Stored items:
::::

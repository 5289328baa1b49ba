//! Broker configuration

use std::path::{Path, PathBuf};

use accounts_core::{HashScheme, PasswordPolicy, SigningKey};
use chrono::Duration;
use serde::Deserialize;

use crate::accounts::DEFAULT_PASSWORD_VALIDITY_DAYS;
use crate::error::BrokerError;
use crate::notifier::{SmtpConfig, DEFAULT_SMTP_PORT};
use crate::session::DEFAULT_SESSION_MINUTES;

#[derive(Debug, Clone, Deserialize)]
pub struct Config {
    /// Port to listen on
    pub port: u16,

    /// SQLite database file; the in-memory store is used when absent
    pub database_path: Option<String>,

    /// File holding the base64 session signing secret
    pub key_file: PathBuf,

    /// Session token lifetime in minutes
    pub session_minutes: i64,

    /// Password validity in days (0 = never expires)
    pub password_validity_days: i64,

    pub password_policy: PasswordPolicy,

    pub hash_scheme: HashScheme,

    /// Refuse login until the account's email is confirmed
    pub require_confirmed_login: bool,

    /// Page that account-confirmation links lead to
    pub confirm_account_url: String,

    /// Page that password-reset links lead to
    pub confirm_reset_url: String,

    /// From header on outgoing notices
    pub sender_alias: String,

    /// SMTP relay; notices go to the console when absent
    #[serde(skip)]
    pub smtp: Option<SmtpConfig>,
}

impl Default for Config {
    fn default() -> Self {
        Self {
            port: 3000,
            database_path: None,
            key_file: PathBuf::from("signing-key.b64"),
            session_minutes: DEFAULT_SESSION_MINUTES,
            password_validity_days: DEFAULT_PASSWORD_VALIDITY_DAYS,
            password_policy: PasswordPolicy::default(),
            hash_scheme: HashScheme::default(),
            require_confirmed_login: false,
            confirm_account_url: "http://localhost:3000/confirmar_usuario".to_string(),
            confirm_reset_url: "http://localhost:3000/confirmar_blanqueo".to_string(),
            sender_alias: "no-reply@localhost".to_string(),
            smtp: None,
        }
    }
}

impl Config {
    /// Load configuration from environment variables, falling back to defaults
    pub fn from_env() -> Self {
        fn get_env(key: &str) -> Option<String> {
            std::env::var(key).ok().filter(|s| !s.is_empty())
        }

        fn parse_env<T: std::str::FromStr>(key: &str) -> Option<T> {
            let raw = get_env(key)?;
            match raw.parse() {
                Ok(v) => Some(v),
                Err(_) => {
                    tracing::warn!(key, value = %raw, "Ignoring unparseable setting");
                    None
                }
            }
        }

        let defaults = Self::default();

        Self {
            port: parse_env("PORT").unwrap_or(defaults.port),
            database_path: get_env("DATABASE_PATH"),
            key_file: get_env("SIGNING_KEY_FILE")
                .map(PathBuf::from)
                .unwrap_or(defaults.key_file),
            session_minutes: parse_env("SESSION_MINUTES").unwrap_or(defaults.session_minutes),
            password_validity_days: parse_env("PASSWORD_VALIDITY_DAYS")
                .unwrap_or(defaults.password_validity_days),
            password_policy: PasswordPolicy {
                min_length: parse_env("PASSWORD_MIN_LENGTH")
                    .unwrap_or(defaults.password_policy.min_length),
                max_length: parse_env("PASSWORD_MAX_LENGTH")
                    .unwrap_or(defaults.password_policy.max_length),
            },
            hash_scheme: get_env("PASSWORD_HASH")
                .and_then(|s| HashScheme::from_str(&s))
                .unwrap_or(defaults.hash_scheme),
            require_confirmed_login: parse_env("REQUIRE_CONFIRMED_LOGIN")
                .unwrap_or(defaults.require_confirmed_login),
            confirm_account_url: get_env("CONFIRM_ACCOUNT_URL")
                .unwrap_or(defaults.confirm_account_url),
            confirm_reset_url: get_env("CONFIRM_RESET_URL").unwrap_or(defaults.confirm_reset_url),
            sender_alias: get_env("MAIL_SENDER_ALIAS").unwrap_or(defaults.sender_alias),
            smtp: get_env("SMTP_HOST").map(|host| SmtpConfig {
                host,
                port: parse_env("SMTP_PORT").unwrap_or(DEFAULT_SMTP_PORT),
                credentials: get_env("SMTP_USERNAME").zip(get_env("SMTP_PASSWORD")),
            }),
        }
    }

    /// Session token lifetime; must be positive
    pub fn session_duration(&self) -> Result<Duration, BrokerError> {
        if self.session_minutes <= 0 {
            return Err(BrokerError::InvalidConfig(format!(
                "SESSION_MINUTES must be positive, got {}",
                self.session_minutes
            )));
        }
        Duration::try_minutes(self.session_minutes).ok_or_else(|| {
            BrokerError::InvalidConfig(format!(
                "SESSION_MINUTES out of range: {}",
                self.session_minutes
            ))
        })
    }

    /// Password validity window; zero disables expiry
    pub fn password_validity(&self) -> Result<Duration, BrokerError> {
        if self.password_validity_days < 0 {
            return Err(BrokerError::InvalidConfig(format!(
                "PASSWORD_VALIDITY_DAYS must not be negative, got {}",
                self.password_validity_days
            )));
        }
        Duration::try_days(self.password_validity_days).ok_or_else(|| {
            BrokerError::InvalidConfig(format!(
                "PASSWORD_VALIDITY_DAYS out of range: {}",
                self.password_validity_days
            ))
        })
    }
}

/// Load the session signing key from `path`, generating and saving one if
/// the file does not exist
pub fn load_or_generate_signing_key(path: &Path) -> Result<SigningKey, BrokerError> {
    if path.exists() {
        let encoded = std::fs::read_to_string(path)
            .map_err(|e| BrokerError::Internal(format!("reading {}: {}", path.display(), e)))?;
        return Ok(SigningKey::from_base64(&encoded)?);
    }

    let key = SigningKey::generate();
    std::fs::write(path, key.to_base64())
        .map_err(|e| BrokerError::Internal(format!("writing {}: {}", path.display(), e)))?;
    tracing::info!(path = %path.display(), "Generated new session signing key");
    Ok(key)
}
//! Account registration and confirmation tests

mod common;

use std::sync::Arc;

use accounts_broker::{routes, AccountRepo, Config};
use accounts_broker::store::{AccountStatus, Purpose};
use axum_test::TestServer;
use common::{create_state, create_test_server};
use serde_json::{json, Value};

fn register_body(email: &str) -> Value {
    json!({
        "email": email,
        "name": "Ana",
        "surname": "Lu",
        "pass": "pw123",
    })
}

/// Test: registering stores a pending account with one unredeemed code and
/// mails it once
#[tokio::test]
async fn test_register_creates_pending_account() {
    let (state, notifier) = create_state(&Config::default());
    let server = TestServer::new(routes::create_router(Arc::clone(&state))).unwrap();

    let response = server.post("/api/register").json(&register_body("a@x.com")).await;
    assert_eq!(response.status_code(), 200);
    let body: Value = response.json();
    assert_eq!(body["success"], true);

    let account = state.store.find_account("a@x.com").unwrap().unwrap();
    assert_eq!(account.status, AccountStatus::PendingConfirmation);
    assert_eq!(account.name, "Ana");
    assert_eq!(account.surname, "Lu");

    let requests = state.store.list_confirmations("a@x.com").unwrap();
    assert_eq!(requests.len(), 1);
    assert_eq!(requests[0].purpose, Purpose::AccountCreation);
    assert!(!requests[0].redeemed);

    assert_eq!(notifier.count(), 1);
    let message = notifier.last_to("a@x.com").unwrap();
    assert!(message.subject.contains("Confirmación"));
    assert_eq!(message.from, "Pruebas <no-reply@example.com>");
    assert_eq!(
        message.confirmation_id().unwrap(),
        requests[0].id.to_string()
    );
    assert!(message
        .body
        .contains("http://localhost:3000/confirmar_usuario?id="));
}

/// Test: registering the same address twice fails with 409
#[tokio::test]
async fn test_register_duplicate_conflicts() {
    let (server, notifier) = create_test_server();

    server.post("/api/register").json(&register_body("a@x.com")).await;
    let response = server.post("/api/register").json(&register_body("a@x.com")).await;

    assert_eq!(response.status_code(), 409);
    let body: Value = response.json();
    assert_eq!(body["success"], false);
    assert_eq!(notifier.count(), 1);
}

/// Test: missing name or address is rejected with 400
#[tokio::test]
async fn test_register_requires_name_and_email() {
    let (server, notifier) = create_test_server();

    let response = server
        .post("/api/register")
        .json(&json!({ "email": "a@x.com", "name": " ", "pass": "pw123" }))
        .await;
    assert_eq!(response.status_code(), 400);

    let response = server
        .post("/api/register")
        .json(&json!({ "email": "", "name": "Ana", "pass": "pw123" }))
        .await;
    assert_eq!(response.status_code(), 400);

    assert_eq!(notifier.count(), 0);
}

/// Test: redeeming the same code twice yields success then 409
#[tokio::test]
async fn test_confirm_twice() {
    let (state, notifier) = create_state(&Config::default());
    let server = TestServer::new(routes::create_router(Arc::clone(&state))).unwrap();

    server.post("/api/register").json(&register_body("a@x.com")).await;
    let code = notifier.get_code("a@x.com").unwrap();

    let response = server
        .post("/api/confirm_account")
        .json(&json!({ "id": code }))
        .await;
    assert_eq!(response.status_code(), 200);
    let body: Value = response.json();
    assert_eq!(body["email"], "a@x.com");

    let account = state.store.find_account("a@x.com").unwrap().unwrap();
    assert_eq!(account.status, AccountStatus::Confirmed);

    let response = server
        .post("/api/confirm_account")
        .json(&json!({ "id": code }))
        .await;
    assert_eq!(response.status_code(), 409);

    let account = state.store.find_account("a@x.com").unwrap().unwrap();
    assert_eq!(account.status, AccountStatus::Confirmed);
}

/// Test: unknown and malformed codes
#[tokio::test]
async fn test_confirm_unknown_code() {
    let (server, _notifier) = create_test_server();

    let response = server
        .post("/api/confirm_account")
        .json(&json!({ "id": "00000000-0000-4000-8000-000000000000" }))
        .await;
    assert_eq!(response.status_code(), 404);

    let response = server
        .post("/api/confirm_account")
        .json(&json!({ "id": "not-a-code" }))
        .await;
    assert_eq!(response.status_code(), 400);
}

/// Test: a password-reset code cannot confirm an account
#[tokio::test]
async fn test_reset_code_does_not_confirm_account() {
    let (state, notifier) = create_state(&Config::default());
    let server = TestServer::new(routes::create_router(Arc::clone(&state))).unwrap();

    server.post("/api/register").json(&register_body("a@x.com")).await;
    server
        .post("/api/request_password_reset")
        .json(&json!({ "email": "a@x.com" }))
        .await;
    let reset_code = notifier.get_code("a@x.com").unwrap();

    let response = server
        .post("/api/confirm_account")
        .json(&json!({ "id": reset_code }))
        .await;
    assert_eq!(response.status_code(), 404);

    let account = state.store.find_account("a@x.com").unwrap().unwrap();
    assert_eq!(account.status, AccountStatus::PendingConfirmation);
}

/// Test: resending issues a new code and leaves the old one valid
#[tokio::test]
async fn test_resend_keeps_earlier_codes_valid() {
    let (state, notifier) = create_state(&Config::default());
    let server = TestServer::new(routes::create_router(Arc::clone(&state))).unwrap();

    server.post("/api/register").json(&register_body("a@x.com")).await;
    let first = notifier.get_code("a@x.com").unwrap();

    let response = server
        .post("/api/resend_confirmation")
        .json(&json!({ "email": "a@x.com" }))
        .await;
    assert_eq!(response.status_code(), 200);
    let second = notifier.get_code("a@x.com").unwrap();
    assert_ne!(first, second);
    assert_eq!(state.store.list_confirmations("a@x.com").unwrap().len(), 2);

    let response = server
        .post("/api/confirm_account")
        .json(&json!({ "id": first }))
        .await;
    assert_eq!(response.status_code(), 200);

    // Account is already confirmed, so no further resends
    let response = server
        .post("/api/resend_confirmation")
        .json(&json!({ "email": "a@x.com" }))
        .await;
    assert_eq!(response.status_code(), 400);
}

/// Test: resend for an unknown address is 404
#[tokio::test]
async fn test_resend_unknown_account() {
    let (server, notifier) = create_test_server();

    let response = server
        .post("/api/resend_confirmation")
        .json(&json!({ "email": "nobody@x.com" }))
        .await;
    assert_eq!(response.status_code(), 404);
    assert_eq!(notifier.count(), 0);
}

/// Test: a failed send reports 503 but leaves a confirmable account, and a
/// resend recovers
#[tokio::test]
async fn test_failed_send_is_recoverable() {
    let (state, notifier) = create_state(&Config::default());
    let server = TestServer::new(routes::create_router(Arc::clone(&state))).unwrap();

    notifier.set_failing(true);
    let response = server.post("/api/register").json(&register_body("a@x.com")).await;
    assert_eq!(response.status_code(), 503);

    let account = state.store.find_account("a@x.com").unwrap().unwrap();
    assert_eq!(account.status, AccountStatus::PendingConfirmation);
    assert_eq!(state.store.list_confirmations("a@x.com").unwrap().len(), 1);

    notifier.set_failing(false);
    let response = server
        .post("/api/resend_confirmation")
        .json(&json!({ "email": "a@x.com" }))
        .await;
    assert_eq!(response.status_code(), 200);

    let code = notifier.get_code("a@x.com").unwrap();
    let response = server
        .post("/api/confirm_account")
        .json(&json!({ "id": code }))
        .await;
    assert_eq!(response.status_code(), 200);
}

/// Test: an account can log in before confirming
#[tokio::test]
async fn test_login_before_confirmation() {
    let (server, _notifier) = create_test_server();

    server.post("/api/register").json(&register_body("a@x.com")).await;
    let response = server
        .post("/api/login")
        .json(&json!({ "email": "a@x.com", "pass": "pw123" }))
        .await;
    assert_eq!(response.status_code(), 200);

    let response = server
        .post("/api/login")
        .json(&json!({ "email": "a@x.com", "pass": "wrong" }))
        .await;
    assert_eq!(response.status_code(), 401);
}

/// Test: with confirmed login required, pending accounts get 403
#[tokio::test]
async fn test_confirmation_required_login() {
    let (server, notifier) = common::create_test_server_with(Config {
        require_confirmed_login: true,
        ..Config::default()
    });

    server.post("/api/register").json(&register_body("a@x.com")).await;
    let response = server
        .post("/api/login")
        .json(&json!({ "email": "a@x.com", "pass": "pw123" }))
        .await;
    assert_eq!(response.status_code(), 403);

    let code = notifier.get_code("a@x.com").unwrap();
    server
        .post("/api/confirm_account")
        .json(&json!({ "id": code }))
        .await;

    let response = server
        .post("/api/login")
        .json(&json!({ "email": "a@x.com", "pass": "pw123" }))
        .await;
    assert_eq!(response.status_code(), 200);
}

::::

» What to do:
In the data above, find each line that uses the string "configuration". Copy it.

» Answer:
//! Broker configuration
    /// Load configuration from environment variables, falling back to defaults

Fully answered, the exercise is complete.